OCD or Sex addiction, Reverse Pocd?

Apersonalan

Well-known member
Ever since I was a little kid all I could do was think about sex I thought it was normal but not to this extent at a young age. There was a time when I was molested I can't remember if it has anything to do with it or not but after wards I didn't feel bad but didn't enjoy it still I would always think about having sex with women but as a little kid like reverse pocd or something. I read this thread on this girl who says she was diagnosed with ocd and not sex addiction and she also had been thinking about it non stop since she was 4. When I had my first major episode of ocd when I was 13 I stopped thinking about sex so much, I think forcing myself to stop thinking about is what made my ocd surface on other topics.
 

da_illest101

Well-known member
It's very hard to tell, I think only a specialist can tell you the answer. I'm in the same situation as you, but I know I won't see a specialist as I always believe mental disorder can be over come. Personally it's more a porn addiction than a sex addition on my part, but the thoughts of nudity and * questionable sexual online content * are never ending even though I stop watching porn for more than two weeks.
 

Fitchy

Active member
Lots of children experiment and are sexual beings even as a child, if this began after you were molested I'd definitely say that that is a huge contributor. It may not be OCD either maybe just unresolved issues? I have seen psychologists who tried to convince me I was raped as a child because of troubling issues that I have today, I suppose that's not relevant but point blank everyone is different and I was always a having sexual thoughts as a child.
 

Waybuloo

Well-known member
If you were molested I'd say there is a chance you were molested at a younger age so you wouldn't remember.
 

da_illest101

Well-known member
Lots of children experiment and are sexual beings even as a child, if this began after you were molested I'd definitely say that that is a huge contributor. It may not be OCD either maybe just unresolved issues? I have seen psychologists who tried to convince me I was raped as a child because of troubling issues that I have today, I suppose that's not relevant but point blank everyone is different and I was always a having sexual thoughts as a child.

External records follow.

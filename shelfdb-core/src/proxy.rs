//! A narrowing adapter exposing one table's slice of the persisted state.
//!
//! A [`StorageProxy`] sits between a [`Table`](crate::table::Table) and the
//! shared storage handle. It translates between the raw nested state (table
//! name to decimal-string ids) and the integer-keyed document mapping the
//! table operates on.
//!
//! `read` retains the full raw state it saw so that the `write` closing the
//! same read-modify-write cycle can merge the table back without re-reading
//! the backend; the retained state is consumed by that `write` and never
//! outlives the cycle.

use std::cell::RefCell;
use std::collections::BTreeMap;
use std::rc::Rc;

use crate::document::{DocId, Document};
use crate::error::{ShelfDbError, ShelfDbResult};
use crate::storage::{Storage, StorageData, TableData};

/// Narrows a shared [`Storage`] to a single named table.
pub struct StorageProxy<S: Storage> {
    storage: Rc<RefCell<S>>,
    table_name: String,
    /// Full raw state retained between a `read` and the `write` that
    /// completes the same cycle.
    raw: RefCell<Option<StorageData>>,
}

impl<S: Storage> StorageProxy<S> {
    pub(crate) fn new(storage: Rc<RefCell<S>>, table_name: impl Into<String>) -> Self {
        Self {
            storage,
            table_name: table_name.into(),
            raw: RefCell::new(None),
        }
    }

    /// The table this proxy is narrowed to.
    pub fn table_name(&self) -> &str {
        &self.table_name
    }

    /// Reads this table's documents, keyed by integer id.
    ///
    /// If the table has no entry in the raw state yet, an empty entry is
    /// created and persisted before returning.
    pub fn read(&self) -> ShelfDbResult<BTreeMap<DocId, Document>> {
        let mut raw = self.storage.borrow_mut().read()?.unwrap_or_default();
        if !raw.contains_key(&self.table_name) {
            raw.insert(self.table_name.clone(), TableData::new());
            self.storage.borrow_mut().write(&raw)?;
        }

        let mut documents = BTreeMap::new();
        for (key, doc_fields) in &raw[&self.table_name] {
            let doc_id: DocId = key.parse().map_err(|_| {
                ShelfDbError::InvalidDocId(key.clone(), self.table_name.clone())
            })?;
            documents.insert(doc_id, Document::new(doc_id, doc_fields.clone()));
        }

        *self.raw.borrow_mut() = Some(raw);
        Ok(documents)
    }

    /// Merges `documents` back under this table and writes the whole state.
    ///
    /// Uses the raw state retained by the preceding `read`, or a fresh read
    /// when none is retained.
    pub fn write(&self, documents: &BTreeMap<DocId, Document>) -> ShelfDbResult<()> {
        let mut raw = match self.raw.borrow_mut().take() {
            Some(raw) => raw,
            None => self.storage.borrow_mut().read()?.unwrap_or_default(),
        };

        let table: TableData = documents
            .iter()
            .map(|(doc_id, doc)| (doc_id.to_string(), doc.fields().clone()))
            .collect();
        raw.insert(self.table_name.clone(), table);

        self.storage.borrow_mut().write(&raw)
    }

    /// Removes this table's entry from the raw state; no-op if absent.
    pub fn purge_table(&self) -> ShelfDbResult<()> {
        *self.raw.borrow_mut() = None;
        let mut raw = self.storage.borrow_mut().read()?.unwrap_or_default();
        if raw.remove(&self.table_name).is_some() {
            self.storage.borrow_mut().write(&raw)?;
        }
        Ok(())
    }
}
//! The single-file JSON `Storage` implementation.

use std::fs::{File, OpenOptions};
use std::io::{Read, Seek, SeekFrom, Write};
use std::path::{Path, PathBuf};

use shelfdb_core::error::ShelfDbResult;
use shelfdb_core::storage::{Storage, StorageData};

/// Storage backend keeping the whole database state in one JSON file.
///
/// The file handle is held open for the lifetime of the backend. Reads
/// deserialize the whole file; writes serialize the whole state, truncate
/// the file to the new length, and flush. An empty or whitespace-only
/// file is treated as "no state yet" rather than a parse error, so the
/// backend can be pointed at a file it has never written.
#[derive(Debug)]
pub struct JsonStorage {
    file: File,
    path: PathBuf,
    pretty: bool,
}

impl JsonStorage {
    /// Opens the file at `path` with default settings, creating it if it
    /// does not exist.
    pub fn open(path: impl AsRef<Path>) -> ShelfDbResult<Self> {
        Self::builder().open(path)
    }

    /// Starts building a backend with non-default settings.
    pub fn builder() -> JsonStorageBuilder {
        JsonStorageBuilder::new()
    }

    /// Path of the backing file.
    pub fn path(&self) -> &Path {
        &self.path
    }
}

impl Storage for JsonStorage {
    fn read(&mut self) -> ShelfDbResult<Option<StorageData>> {
        self.file.seek(SeekFrom::Start(0))?;
        let mut raw = String::new();
        self.file.read_to_string(&mut raw)?;
        if raw.trim().is_empty() {
            return Ok(None);
        }
        let data = serde_json::from_str(&raw)?;
        Ok(Some(data))
    }

    fn write(&mut self, data: &StorageData) -> ShelfDbResult<()> {
        let serialized = if self.pretty {
            serde_json::to_string_pretty(data)?
        } else {
            serde_json::to_string(data)?
        };
        self.file.seek(SeekFrom::Start(0))?;
        self.file.write_all(serialized.as_bytes())?;
        self.file.set_len(serialized.len() as u64)?;
        self.file.flush()?;
        tracing::trace!(path = %self.path.display(), bytes = serialized.len(), "wrote state");
        Ok(())
    }

    fn close(&mut self) -> ShelfDbResult<()> {
        self.file.flush()?;
        tracing::debug!(path = %self.path.display(), "closed json storage");
        Ok(())
    }
}

/// Builder for [`JsonStorage`] backends.
#[derive(Debug, Clone, Default)]
pub struct JsonStorageBuilder {
    pretty: bool,
}

impl JsonStorageBuilder {
    pub fn new() -> Self {
        Self::default()
    }

    /// Serialize with indentation. Larger files, but diff- and
    /// human-friendly.
    pub fn pretty(mut self, pretty: bool) -> Self {
        self.pretty = pretty;
        self
    }

    /// Opens the file at `path`, creating it if it does not exist.
    pub fn open(self, path: impl AsRef<Path>) -> ShelfDbResult<JsonStorage> {
        let path = path.as_ref().to_path_buf();
        let file = OpenOptions::new()
            .read(true)
            .write(true)
            .create(true)
            .truncate(false)
            .open(&path)?;
        tracing::debug!(path = %path.display(), pretty = self.pretty, "opened json storage");
        Ok(JsonStorage {
            file,
            path,
            pretty: self.pretty,
        })
    }
}
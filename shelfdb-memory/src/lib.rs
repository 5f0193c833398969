//! In-memory storage backend for shelfdb.
//!
//! This crate provides the simplest implementation of the `Storage` trait:
//! the whole database state lives in a map inside the backend and is lost
//! when the backend is dropped. It is the backend of choice for tests,
//! prototypes, and caches that do not need to survive a restart.
//!
//! # Quick Start
//!
//! ```ignore
//! use shelfdb_core::{database::ShelfDb, query::field};
//! use shelfdb_memory::MemoryStorage;
//! use serde_json::json;
//!
//! let db = ShelfDb::new(MemoryStorage::new());
//! db.insert(json!({"name": "ada"}).as_object().unwrap().clone())?;
//! assert!(db.contains(&field("name").eq("ada"))?);
//! # Ok::<(), shelfdb_core::error::ShelfDbError>(())
//! ```

#[allow(unused_extern_crates)]
extern crate self as shelfdb_memory;

pub mod store;

pub use store::MemoryStorage;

really they tried to convince you were rape? Wow i just lost faith completely in seeing a specialist, I bet they will tell me the same thing
 

Apersonalan

Well-known member
In 04 my psychologist also asked if I was abused when I was young or even an alcoholic I never said but he said it contributes to my ocd. I don't know why I didn't care maybe it was because I was too young to know but I think I just never had the same mindset as normal people do and still don't. I'm way too logical which added to harm o later and I think I've just always been way to 2 sided or detached, unless it's the under dog but this has caused my cognitive skills to damage my social life too.
 

Fitchy

Active member
Da illest, yes I was trying to get onto disability through the state because my OCD and anxiety is consuming me so I really needed help. The counselor kept asking and asking and indicating I was raped. He was way innaproppriate and I reported him. There Are some out there like that but mainly I have had pleasant experiences with counselors but I do not do well with male ones.